Porém, para o imenso alívio deste homem, o Theo logo voltou os olhos para o telão, mostrando-se mais preocupado com o que se passava ali do que com o comentário do seu servo, que suspirou e pareceu agradecer a tudo o que fosse mais sagrado pelo livramento.
— Como ele conseguiu escapar? — sussurrou, com os olhos violetas fixos na câmera que mostrava o rosto de seu irmão mais novo. — Eu não me surpreenderia se isso tivesse acontecido sob o olhar do Thadeu, mas o Thales não é tão descuidado e fraco. O Thomas com certeza teve ajuda — murmurou, enquanto tentava pensar em alguém que pudesse derrotar os seus dois irmãos. Ninguém veio a sua mente. Nem mesmo o Thiago conseguiria. — Parece que temos mais uma peça importante nesse tabuleiro.
O seu coração estava tão acelerado que era quase possível ouvi-lo retumbando em seus ouvidos.
Ver o seu pai segurando a sua mãe daquele jeito havia acendido uma fúria ardente no interior de Thiago, e, enquanto os seus olhos violetas encaravam o rei de Bry, o jovem tentou buscar dentro de si todo o autocontrole que aprendeu para se manter calmo.
Mas nem todo o treinamento do mundo conseguiria tranquiliza-lo.
Quando um murmúrio baixo, quase inaudível, alcançou os seus ouvidos, Thiago levou o olhar até a sua mãe, mas só por tempo o bastante para ver se ela estava bem – ele não podia ignorar a presença de seu pai, era arriscado demais.

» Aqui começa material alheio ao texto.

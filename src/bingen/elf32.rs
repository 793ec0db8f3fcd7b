use super::{put_u16, put_u32, MainSection, MainSymbol};
use crate::GpuDeviceType;

const EHDR_SIZE: u16 = 52;
const SHDR_SIZE: u16 = 40;

pub(super) fn write_main_header(out: &mut Vec<u8>, device: GpuDeviceType, shoff: u64) {
    out.extend_from_slice(&[
        0x7f, b'E', b'L', b'F', 1, 1, 1, 0, 0, 0, 0, 0, 0, 0, 0, 0,
    ]);
    put_u16(out, 2); // ET_EXEC
    put_u16(out, device.elf_machine() as u16);
    put_u32(out, 1); // EV_CURRENT
    put_u32(out, 0); // e_entry
    put_u32(out, 0); // e_phoff
    put_u32(out, shoff as u32);
    put_u32(out, 0); // e_flags
    put_u16(out, EHDR_SIZE);
    put_u16(out, 0); // e_phentsize
    put_u16(out, 0); // e_phnum
    put_u16(out, SHDR_SIZE);
    put_u16(out, 7); // e_shnum
    put_u16(out, 1); // e_shstrndx
}

pub(super) fn write_symbols(out: &mut Vec<u8>, symbols: &[MainSymbol]) {
    for sym in symbols {
        put_u32(out, sym.name);
        put_u32(out, sym.value as u32);
        put_u32(out, sym.size as u32);
        out.push(0); // st_info
        out.push(0); // st_other
        put_u16(out, sym.shndx);
    }
}

pub(super) fn write_section_headers(out: &mut Vec<u8>, sections: &[MainSection]) {
    for section in sections {
        put_u32(out, section.name);
        put_u32(out, section.sh_type);
        put_u32(out, 0); // sh_flags
        put_u32(out, 0); // sh_addr
        put_u32(out, if section.sh_type == 0 { 0 } else { section.offset as u32 });
        put_u32(out, section.size as u32);
        put_u32(out, section.link);
        put_u32(out, section.info);
        put_u32(out, 0); // sh_addralign
        put_u32(out, section.entsize as u32);
    }
}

No canto daquela sala, com a postura erguida mesmo perante a gravidade pesando arduamente, Dara Brytleofber observou o filho e, ao notar que tinha a atenção dele, a mesma balançou a cabeça de um lado para o outro, mandando o homem sair dali e não ser louco o bastante de arrumar briga com o Thor.
Thiago fechou os punhos, fazendo com que a sua armadura emitisse um barulho mecânico fino devido a força do gesto.

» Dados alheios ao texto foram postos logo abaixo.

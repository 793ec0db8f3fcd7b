//! A byte cursor over a single source line.
//!
//! Every parser in the crate walks one of these. A failed sub-parse restores
//! the position it started from, so callers can try alternatives.

/// Cursor into one line of assembly source.
#[derive(Debug, Clone)]
pub struct Cursor<'a> {
    line: &'a [u8],
    pos: usize,
    lineno: usize,
}

pub(crate) fn is_name_char(b: u8) -> bool {
    b.is_ascii_alphanumeric() || b == b'_' || b == b'$' || b == b'.'
}

impl<'a> Cursor<'a> {
    /// Creates a cursor at the start of `line`. `lineno` is 1-based.
    pub fn new(line: &'a str, lineno: usize) -> Self {
        Cursor {
            line: line.as_bytes(),
            pos: 0,
            lineno,
        }
    }

    /// Current byte offset into the line.
    pub fn pos(&self) -> usize {
        self.pos
    }

    /// Restores a position previously taken with [`Cursor::pos`].
    pub fn set_pos(&mut self, pos: usize) {
        self.pos = pos;
    }

    /// 1-based line number for diagnostics.
    pub fn lineno(&self) -> usize {
        self.lineno
    }

    /// 1-based column of the current position.
    pub fn column(&self) -> usize {
        self.pos + 1
    }

    /// True when the cursor has consumed the whole line.
    pub fn at_end(&self) -> bool {
        self.pos >= self.line.len()
    }

    /// The byte under the cursor, if any.
    pub fn peek(&self) -> Option<u8> {
        self.line.get(self.pos).copied()
    }

    /// The byte `n` positions ahead of the cursor.
    pub fn peek_at(&self, n: usize) -> Option<u8> {
        self.line.get(self.pos + n).copied()
    }

    /// Advances over the current byte.
    pub fn bump(&mut self) {
        if self.pos < self.line.len() {
            self.pos += 1;
        }
    }

    /// Skips spaces and tabs.
    pub fn skip_spaces(&mut self) {
        while matches!(self.peek(), Some(b' ') | Some(b'\t')) {
            self.pos += 1;
        }
    }

    /// Advances over one byte, then skips spaces.
    pub fn skip_char_and_spaces(&mut self) {
        self.bump();
        self.skip_spaces();
    }

    /// Consumes `expected` if it is the next byte.
    pub fn eat(&mut self, expected: u8) -> bool {
        if self.peek() == Some(expected) {
            self.pos += 1;
            true
        } else {
            false
        }
    }

    /// The unconsumed remainder of the line.
    pub fn rest(&self) -> &'a [u8] {
        &self.line[self.pos.min(self.line.len())..]
    }

    /// Text between a previously saved position and the cursor.
    pub fn span(&self, start: usize) -> &'a str {
        std::str::from_utf8(&self.line[start..self.pos]).unwrap_or("")
    }

    /// Case-insensitive match of `word` at the cursor, without consuming.
    pub fn looking_at_nocase(&self, word: &str) -> bool {
        let rest = self.rest();
        rest.len() >= word.len()
            && rest[..word.len()].eq_ignore_ascii_case(word.as_bytes())
    }

    /// Extracts a symbol name: `[A-Za-z._$][A-Za-z0-9._$]*`. Returns an
    /// empty string without moving when the cursor is not at a name.
    pub fn extract_sym_name(&mut self) -> &'a str {
        let start = self.pos;
        match self.peek() {
            Some(b) if b.is_ascii_alphabetic() || b == b'_' || b == b'$' || b == b'.' => {}
            _ => return "",
        }
        while matches!(self.peek(), Some(b) if is_name_char(b)) {
            self.pos += 1;
        }
        std::str::from_utf8(&self.line[start..self.pos]).unwrap_or("")
    }

    /// Extracts a plain word of `[A-Za-z0-9_]`, used for register and
    /// modifier names. Returns `None` without moving when absent.
    pub fn extract_name(&mut self) -> Option<&'a str> {
        let start = self.pos;
        match self.peek() {
            Some(b) if b.is_ascii_alphabetic() || b == b'_' => {}
            _ => return None,
        }
        while matches!(self.peek(), Some(b) if b.is_ascii_alphanumeric() || b == b'_') {
            self.pos += 1;
        }
        Some(std::str::from_utf8(&self.line[start..self.pos]).unwrap_or(""))
    }

    /// Parses a small decimal number (0-255), the way register indices and
    /// modifier counts are written.
    pub fn parse_byte(&mut self) -> Result<u8, crate::AsmError> {
        let mut value: u16 = 0;
        if !matches!(self.peek(), Some(b) if b.is_ascii_digit()) {
            return Err(crate::AsmError::Parse("Missing number".into()));
        }
        while let Some(b) = self.peek() {
            if !b.is_ascii_digit() {
                break;
            }
            value = value * 10 + u16::from(b - b'0');
            if value >= 256 {
                return Err(crate::AsmError::Range("Number is too big".into()));
            }
            self.pos += 1;
        }
        Ok(value as u8)
    }
}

Quando mais novo, a mãe havia feito com que ele e o Thomas fugissem. Ela havia arcado com as consequências daquilo sozinha, mas agora, depois de todo esse tempo, o homem não podia permitir que isso acontecesse uma segunda vez, não quando ele havia treinado tanto só para esse momento.
As coisas eram diferentes agora. O Thor não sabia mais os seus truques ou o grau da sua periculosidade. O mesmo valia para si, mas o Thiago sentiu que podia contornar essa situação, afinal, querendo ou não, o seu pai estava ficando velho.
Thiago Brytleofber terminou o ginásio com antecedência e excelência, sendo chamado de garoto prodígio. Ele passou do grau bronze para o diamante num piscar de olhos e, após derrotar quatro treinadores de elite usando seu próprio esforço, artimanhas e inteligência, o homem havia conquistado a sétima cadeira. A sua posição era alta, diferente de quando o mesmo saíra daquele castelo.
Apenas as outras seis cadeiras, a Classe S, o conselheiro do Ômega e o próprio Ômega estavam acima de si. Dessa vez, ele tinha chance de bater de frente com o seu progenitor.
As coisas eram diferentes.
— Não acha melhor fugir de novo? — questionou Thor, após um momento de silêncio e troca de olhares. — Ou você acha que vai me derrotar, três?
Três. Por um instante, Thiago foi levado de volta para o passado.
Durante os treinos, o rei costumava chamar cada um dos filhos pela ordem que haviam nascido. Theo era o número um, Thales o dois e assim sucessivamente. O seu pai dizia que, no campo de batalha, laços sanguíneos e amizades não importavam, cada um deveria se virar para que pudessem alcançar o que almejavam: a vitória.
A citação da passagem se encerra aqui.